Here we will see working of our training image generator by applying augmentation on a single image selected from our training dataframe.

In [None]:
example_df = train_df.sample(n=1)
example_generator = train_datagen.flow_from_dataframe(
    example_df, 
    "./train",
    x_col='filename',
    y_col='category',
    target_size=(img_hieght,img_width),
    class_mode='raw'
)

We can see by running below code 9 different variations of a single image created by data augmentation techniques. We can see how these 9 images differ only by some properties like horizontal flip, zoom etc from each other.

In [None]:
plt.figure(figsize=(12, 12))
for i in range(0, 9):
    plt.subplot(4, 3, i+1)
    for X_batch, Y_batch in example_generator:
        image = X_batch[0]
        plt.imshow(image)
        break
plt.tight_layout()
plt.show()

**Validation Generator**

We will not apply any data augmentation technique like horizontal flip, zoom etc on validation set because we are not going to use this for training purpose.

In [None]:
val_datagen = ImageDataGenerator(
    rescale = 1./255,
)

val_generator = val_datagen.flow_from_dataframe(
    val_df,
    "./train",
    x_col = 'filename',
    y_col = 'category',
    target_size = (img_hieght,img_width),
    batch_size = batch_size,
    class_mode = 'binary'
)

**Building the Model**

In this section, we can develop a convolutional neural network model for the dogs vs. cats dataset.

*Layers needed by CNN*

* ** Conv2D** :- Basic Convolutional layer which is used to extract features from our image.
* ** MaxPooling ** :- CNN has a concept of max pooling. After every convoulution we get some values in a kernel. However in max pooling we select max kernel value.It helps us to reduce unnecessary noise from our data and keep only useful values for training.
* **  BatchNormalization** :- This layer helps for normalization of our input values which helps in fast learning of our model.
* **  Droupout** :- Dropout works by probabilistically removing, or “dropping out,” inputs to a layer, which may be input variables in the data sample or activations from a previous layer. It has the effect of simulating a large number of networks with very different network structures and, in turn, making nodes in the network generally more robust to the inputs.
* ** Dense** :- Dense layer is needed by every neural network to finally output the result however every once in while using a Dense layer helps in making model learn.
* **  Flatten**:- Conv2D layer returns doesn't return a flatten data hence we need Flatten layer before feeding it into final Dense layer.

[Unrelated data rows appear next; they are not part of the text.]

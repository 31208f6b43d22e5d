use crate::error::{AppError, Result};
use redis::AsyncCommands;
use redis::aio::ConnectionManager;

/// Atomically increments a fixed-window counter and sets its expiry on first write,
/// using a server-side script so the two operations can't race under concurrent callers.
const INCR_AND_EXPIRE_SCRIPT: &str = r"
local count = redis.call('INCR', KEYS[1])
if count == 1 then
    redis.call('EXPIRE', KEYS[1], ARGV[1])
end
return count
";

/// Redis-backed fixed-window counter used by the rate limiter's three axes. Fails closed:
/// any connectivity error is surfaced to the caller as `AppError::Unavailable` rather than
/// silently treated as "under limit".
#[derive(Clone)]
pub struct CounterStore {
    conn: ConnectionManager,
}

impl CounterStore {
    #[must_use]
    pub const fn new(conn: ConnectionManager) -> Self {
        Self { conn }
    }

    /// Increments the counter for `key` within the current window, creating it with a
    /// `window_secs` TTL if this is the first hit, and returns the post-increment count.
    ///
    /// # Errors
    /// Returns `AppError::Unavailable` if the counter store is unreachable.
    #[tracing::instrument(level = "debug", skip(self), err)]
    pub(crate) async fn increment(&self, key: &str, window_secs: u64) -> Result<u64> {
        let mut conn = self.conn.clone();
        let script = redis::Script::new(INCR_AND_EXPIRE_SCRIPT);
        let count: u64 = script
            .key(key)
            .arg(window_secs)
            .invoke_async(&mut conn)
            .await
            .map_err(|e| {
                tracing::warn!(error = %e, "counter store unreachable");
                AppError::Unavailable
            })?;
        Ok(count)
    }

    /// Reads the current count for `key` without incrementing, returning `0` if absent.
    ///
    /// # Errors
    /// Returns `AppError::Unavailable` if the counter store is unreachable.
    pub(crate) async fn peek(&self, key: &str) -> Result<u64> {
        let mut conn = self.conn.clone();
        let count: Option<u64> = conn.get(key).await.map_err(|e| {
            tracing::warn!(error = %e, "counter store unreachable");
            AppError::Unavailable
        })?;
        Ok(count.unwrap_or(0))
    }
}

#[cfg(test)]
mod tests {
    use super::INCR_AND_EXPIRE_SCRIPT;

    #[test]
    fn script_source_is_nonempty() {
        assert!(!INCR_AND_EXPIRE_SCRIPT.trim().is_empty());
    }
}
use ecdsa::signature::Verifier as _;
use p256::ecdsa::{Signature as P256Signature, VerifyingKey as P256VerifyingKey};
use sha2::{Digest, Sha256};

/// Size in bytes of an uncompressed P-256 public key (SEC1, 0x04 prefix).
pub const P256_PUBLIC_KEY_LEN: usize = 65;
/// Size in bytes of a Dilithium3 public key.
pub const DILITHIUM3_PUBLIC_KEY_LEN: usize = 1952;
/// Size in bytes of a Kyber-1024 public key.
pub const KYBER1024_PUBLIC_KEY_LEN: usize = 1568;

/// Bounds of a fixed-size ECDSA-P256 (DER) signature.
pub const P256_SIGNATURE_MIN_LEN: usize = 64;
pub const P256_SIGNATURE_MAX_LEN: usize = 72;
/// Size in bytes of a Dilithium3 signature.
pub const DILITHIUM3_SIGNATURE_LEN: usize = 3293;

/// The key-suite families a bundle component may belong to, distinguished on the wire
/// purely by public-key byte length.
#[derive(Debug, Clone, Copy, PartialEq, Eq, Hash)]
pub enum KeySuite {
    P256,
    Dilithium3,
    Kyber1024,
}

impl KeySuite {
    /// Infers the suite of an identity or signed-prekey public key from its length.
    #[must_use]
    pub const fn from_public_key_len(len: usize) -> Option<Self> {
        match len {
            P256_PUBLIC_KEY_LEN => Some(Self::P256),
            DILITHIUM3_PUBLIC_KEY_LEN => Some(Self::Dilithium3),
            KYBER1024_PUBLIC_KEY_LEN => Some(Self::Kyber1024),
            _ => None,
        }
    }

    /// The suite a signed-prekey's signature must come from for a given identity suite.
    #[must_use]
    pub const fn signing_suite(self) -> Self {
        match self {
            Self::P256 | Self::Kyber1024 => Self::P256,
            Self::Dilithium3 => Self::Dilithium3,
        }
    }
}

/// A public key's raw bytes, tagged with the suite it belongs to.
#[derive(Debug, Clone, PartialEq, Eq)]
pub struct PublicKeyBytes {
    pub suite: KeySuite,
    bytes: Vec<u8>,
}

impl PublicKeyBytes {
    /// Validates size against the known suite lengths and tags the result.
    ///
    /// # Errors
    /// Returns an error if the length does not match any known suite.
    pub fn try_new(bytes: Vec<u8>) -> Result<Self, String> {
        let suite = KeySuite::from_public_key_len(bytes.len())
            .ok_or_else(|| format!("unrecognized public key length: {}", bytes.len()))?;
        Ok(Self { suite, bytes })
    }

    #[must_use]
    pub fn as_bytes(&self) -> &[u8] {
        &self.bytes
    }

    #[must_use]
    pub fn into_bytes(self) -> Vec<u8> {
        self.bytes
    }

    /// `hex(SHA-256(public_key_bytes)[0:8])`.
    #[must_use]
    pub fn fingerprint(&self) -> String {
        fingerprint(&self.bytes)
    }
}

/// Computes the canonical fingerprint used throughout the directory: the first 8 bytes
/// of the SHA-256 digest of the key material, hex-encoded.
#[must_use]
pub fn fingerprint(bytes: &[u8]) -> String {
    let digest = Sha256::digest(bytes);
    hex::encode(&digest[..8])
}

/// A signature's raw bytes, tagged with the suite that produced it.
#[derive(Debug, Clone, PartialEq, Eq)]
pub struct SignatureBytes {
    pub suite: KeySuite,
    bytes: Vec<u8>,
}

impl SignatureBytes {
    /// Validates size against the known signature lengths and tags the result.
    ///
    /// # Errors
    /// Returns an error if the length does not match any known suite's signature size.
    pub fn try_new(bytes: Vec<u8>) -> Result<Self, String> {
        let suite = match bytes.len() {
            DILITHIUM3_SIGNATURE_LEN => KeySuite::Dilithium3,
            n if (P256_SIGNATURE_MIN_LEN..=P256_SIGNATURE_MAX_LEN).contains(&n) => KeySuite::P256,
            n => return Err(format!("unrecognized signature length: {n}")),
        };
        Ok(Self { suite, bytes })
    }

    #[must_use]
    pub fn as_bytes(&self) -> &[u8] {
        &self.bytes
    }
}

/// Verifies `signature` over `message` under `public_key`, dispatching on the key's
/// suite. Kyber1024 keys never sign (KEM-only): calling this with a Kyber1024 public key
/// is a programmer error and returns an error rather than panicking.
///
/// # Errors
/// Returns an error if the suites don't match, the key/signature bytes are malformed, or
/// the signature fails to verify.
pub fn verify_signature(public_key: &PublicKeyBytes, message: &[u8], signature: &SignatureBytes) -> Result<(), String> {
    match public_key.suite {
        KeySuite::P256 => {
            if signature.suite != KeySuite::P256 {
                return Err("signature suite does not match public key suite".into());
            }
            let verifying_key = P256VerifyingKey::from_sec1_bytes(public_key.as_bytes())
                .map_err(|e| format!("invalid P-256 public key: {e}"))?;
            let sig = P256Signature::from_der(signature.as_bytes())
                .or_else(|_| P256Signature::from_slice(signature.as_bytes()))
                .map_err(|e| format!("invalid P-256 signature: {e}"))?;
            verifying_key.verify(message, &sig).map_err(|e| format!("P-256 signature verification failed: {e}"))
        }
        KeySuite::Dilithium3 => {
            if signature.suite != KeySuite::Dilithium3 {
                return Err("signature suite does not match public key suite".into());
            }
            verify_dilithium3(public_key.as_bytes(), message, signature.as_bytes())
        }
        KeySuite::Kyber1024 => Err("Kyber1024 keys are encryption-only and cannot verify signatures".into()),
    }
}

fn verify_dilithium3(public_key: &[u8], message: &[u8], signature: &[u8]) -> Result<(), String> {
    use pqcrypto_dilithium::dilithium3::{DetachedSignature, PublicKey, verify_detached_signature};
    use pqcrypto_traits::sign::{DetachedSignature as _, PublicKey as _};

    let pk = PublicKey::from_bytes(public_key).map_err(|e| format!("invalid Dilithium3 public key: {e}"))?;
    let sig = DetachedSignature::from_bytes(signature).map_err(|e| format!("invalid Dilithium3 signature: {e}"))?;
    verify_detached_signature(&sig, message, &pk).map_err(|e| format!("Dilithium3 signature verification failed: {e}"))
}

In the following architecture filter size goes on increasing in each consecutive cnn layer from 32,64,128 to 256. The reason for this is that as we move forward in the layers the patterns gets more complex, hence we have to capture larger combinations of patterns. That's why we increase filter size in the subsequent layers to capture as many combinations as possible.Also here I tested model with both 3 CNN layers and 4 CNN layers and got good accuracy with 4 CNN layers so due to that I took 4 CNN layers in the final model.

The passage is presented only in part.